A set of conserved motifs in core RAG1 are shared with the Transib transposase, including the critical DDE residue catalytic triad (residues 603, 711, and 965) [53]. Ten RAG1 core motifs are conserved amongst a set of diverse species including human [53]. This evolutionarily conserved region is considered as most important to protein function. Therefore, we chose this region to determine if MRF scoring would have a negative impact if mutations were falsely predicted as clinically important. To assess the influence of a false positive effect on prediction, the MRF scores for conserved residues in this group were compared to GnomAD allele frequencies. Figure 5 (i) plots the MRF (lacking the Boolean component C) for conserved Transib motif residues, non-conserved Transib motif residues, and non-Transib residues. Figure 5 (ii) shows the percentage of these which are reported as mutated on GnomAD. Removing reported variants by applying C, the resulting effect on incorrectly scoring MRF in the conserved Transib motifs remains neutral.
False positives in Transib domains do not worsen probability prediction. The Transib domains contain critical conserved protein residues. (i) False positives are simulated by scoring Transib domains MRF without their Boolean conservation weight C. (ii) Allele frequencies on GnomAD have inversely proportional conservation to simulated false-positive MRF scoring. (iii) When the Boolean component C is applied in MRF calculation the effect of false positives remains nonsignificant, illustrating the non-negative impact of MRF for pathogenicity rate prediction. Unpaired t test, * P = 0.0195, *** P < 0.0001. MRF; mutation rate residue frequency, ns; non-significant.
Conserved residues with the highest MRF for both RAG1 and RAG2 are mapped onto the protein structure in Figure 6. Structural mapping frequently shows high MRF scores at DNA contact points and protein-protein interaction sites; such residues have a logical involvement with protein function.
The RAG1 (blue) and RAG2 (grey) protein structure with top candidate MRF scores. (i) Protein dimers and (ii=iv) monomers illustrating the three highest category MRF scores for predicted clinically-relevant variants. Increasing in score the top three MRF categories (illustrated in Figure 4) for each protein are highlighted; yellow, orange, red. DNA (green) is bound by the RAG protein complex at recombination signal sequences. DNA contact points are integral to protein function. (PDB:3jbw)

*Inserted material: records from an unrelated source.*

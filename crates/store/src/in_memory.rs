//! In-memory stores: useful for testing and `--ephemeral` runs.

use async_trait::async_trait;
use chrono::{Duration, Utc};
use rpgforge_core::artifact::{Artifact, ArtifactSummary, ArtifactType};
use rpgforge_core::document::{Document, DocumentId, DocumentType};
use rpgforge_core::error::StoreError;
use rpgforge_core::store::{ArtifactStore, DocumentStore};
use std::sync::Arc;
use tokio::sync::RwLock;

/// Documents kept in a Vec, in upload order. Original bytes are discarded.
#[derive(Default)]
pub struct InMemoryDocumentStore {
    documents: Arc<RwLock<Vec<Document>>>,
}

impl InMemoryDocumentStore {
    pub fn new() -> Self {
        Self::default()
    }
}

#[async_trait]
impl DocumentStore for InMemoryDocumentStore {
    fn name(&self) -> &str {
        "memory"
    }

    async fn put(&self, document: Document, _original: Option<&[u8]>) -> Result<DocumentId, StoreError> {
        let mut documents = self.documents.write().await;
        if documents.iter().any(|d| d.id == document.id) {
            return Err(StoreError::DuplicateId(document.id.to_string()));
        }
        let id = document.id.clone();
        documents.push(document);
        Ok(id)
    }

    async fn get(&self, id: &DocumentId) -> Result<Document, StoreError> {
        self.documents
            .read()
            .await
            .iter()
            .find(|d| &d.id == id)
            .cloned()
            .ok_or_else(|| StoreError::NotFound(format!("document {id}")))
    }

    async fn list(&self, filter: Option<DocumentType>) -> Result<Vec<Document>, StoreError> {
        Ok(self
            .documents
            .read()
            .await
            .iter()
            .filter(|d| filter.is_none_or(|t| d.document_type == t))
            .cloned()
            .collect())
    }

    async fn count(&self) -> Result<usize, StoreError> {
        Ok(self.documents.read().await.len())
    }
}

#[derive(Default)]
pub struct InMemoryArtifactStore {
    artifacts: Arc<RwLock<Vec<Artifact>>>,
}

impl InMemoryArtifactStore {
    pub fn new() -> Self {
        Self::default()
    }
}

#[async_trait]
impl ArtifactStore for InMemoryArtifactStore {
    fn name(&self) -> &str {
        "memory"
    }

    async fn create(&self, artifact: Artifact) -> Result<String, StoreError> {
        let mut artifacts = self.artifacts.write().await;
        if artifacts.iter().any(|a| a.id == artifact.id) {
            return Err(StoreError::DuplicateId(artifact.id));
        }
        let id = artifact.id.clone();
        artifacts.push(artifact);
        Ok(id)
    }

    async fn get(&self, id: &str) -> Result<Artifact, StoreError> {
        self.artifacts
            .read()
            .await
            .iter()
            .find(|a| a.id == id)
            .cloned()
            .ok_or_else(|| StoreError::NotFound(format!("artifact {id}")))
    }

    async fn list(&self, filter: Option<ArtifactType>) -> Result<Vec<ArtifactSummary>, StoreError> {
        let mut summaries: Vec<ArtifactSummary> = self
            .artifacts
            .read()
            .await
            .iter()
            .filter(|a| filter.is_none_or(|t| a.artifact_type == t))
            .map(Artifact::summary)
            .collect();
        summaries.sort_by(|a, b| b.created_at.cmp(&a.created_at));
        Ok(summaries)
    }

    async fn sweep(&self, older_than: Duration) -> Result<usize, StoreError> {
        let cutoff = Utc::now() - older_than;
        let mut artifacts = self.artifacts.write().await;
        let before = artifacts.len();
        artifacts.retain(|a| a.created_at >= cutoff);
        Ok(before - artifacts.len())
    }

    async fn count(&self) -> Result<usize, StoreError> {
        Ok(self.artifacts.read().await.len())
    }
}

Combined Annotation Dependent Depletion (CADD) scoring [54] is an important bioinformatics tool. While CADD is a valuable scoring method its purpose is not to predict likelihood of variation. Similarly, MRF scoring is not a measure of pathogenicity. MRF scoring may be complemented by tools for scoring variant deleteriousness. We compare MRF to the PHRED-scaled RAG1 CADD scores for all possible SNV positions in RAG1 (Fig. 7) illustrating that pathogenicity prediction cannot account for mutation probability.

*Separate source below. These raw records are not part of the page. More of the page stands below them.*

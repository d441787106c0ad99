//! # rpgforge Core
//!
//! Domain types, traits, and error definitions for the rpgforge MCP server.
//! This crate has **zero framework dependencies**: it defines the domain model
//! that all other crates implement against.
//!
//! Every subsystem with more than one implementation (completion backend,
//! document store, artifact store, text extractor) is a trait here.

pub mod artifact;
pub mod document;
pub mod error;
pub mod extract;
pub mod message;
pub mod provider;
pub mod store;

// Re-export key types at crate root for ergonomics
pub use artifact::{Artifact, ArtifactSummary, ArtifactType};
pub use document::{
    Document, DocumentId, DocumentSummary, DocumentType, ImageRef, Section, SectionContentType,
};
pub use error::{Error, ProviderError, Result, StoreError, ToolError, UploadError};
pub use extract::{ExtractedContent, TextExtractor};
pub use message::{Message, Role};
pub use provider::{Provider, ProviderRequest, ProviderResponse, ToolDefinition, Usage};
pub use store::{ArtifactStore, DocumentStore};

RAG1 PHRED-scaled CADD score versus GnomAD conservation rate and MRF score. Allele frequency conservation rate (top) is vastly important for identifying critical structural and functional protein regions. The impact of mutation in one of these conserved regions is often estimated using CADD scoring (middle). CADD score heatmap is aligned by codon and separated into three layers for individual nucleotide positions. The MRF score (bottom)(visualised using the 75th percentile with 1% averaging) highlights protein regions which are most likely to present clinically and may require pre-emptive functional investigation.

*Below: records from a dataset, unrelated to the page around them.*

//! Context assembly for rpgforge tool calls.
//!
//! Everything between "a tool was called" and "a prompt goes to the model":
//! splitting documents into sections, picking the relevant ones, and fitting
//! them under the token ceiling.

pub mod analyzer;
pub mod budget;
pub mod conversation;
pub mod search;
pub mod sections;
pub mod token;

pub use analyzer::{CodeBlock, CodeKind, QualityReport, RpgFormat, RpgProfile};
pub use budget::{ContextBudgeter, ContextPart, FitOutcome, FittedPart};
pub use conversation::ConversationContext;
pub use search::{SearchHit, search_documents};
pub use sections::{LabeledSection, SectionIndex, SectionQuery, index, rank};
pub use token::estimate_tokens;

MRF predicts RAG deficiency amongst PID patients harbouring rare variants
By gathering confirmed RAG deficiency cases, we compiled the MRF scores for 43 damaging RAG1 variants in 77 PID cases and 14 damaging RAG2 variants in 21 PID cases (MRF scores spanning over 22 categories). To test our method against a strong control group, we identified coding variants in patients with PID where RAG deficiency due to coding variants has been ruled out as the cause of disease. We obtained RAG1/2 variants in 558 PID patients who had their genomes sequenced as part of the NIHR BioResource - Rare Diseases study [16]. Filtering initially identified 32 variants in 166 people. This set was trimmed to contain only rare variants; 29 variants over 26 MRF scoring categories from 72 cases of non-RAG-deficient PID. Linear regression on this control group produced slopes which were either negative or close to zero for RAG1 and RAG2, respectively. The same analysis for known-damaging mutations in disease cases had a significant prediction accuracy for RAG1. Analysis for RAG2 was not significant. However, the sample size to date may be too small to significantly measure RAG2 MRF scoring although a positive correlation is inferred in Figure 8 [55]. R source and raw data can be found in supplemental material.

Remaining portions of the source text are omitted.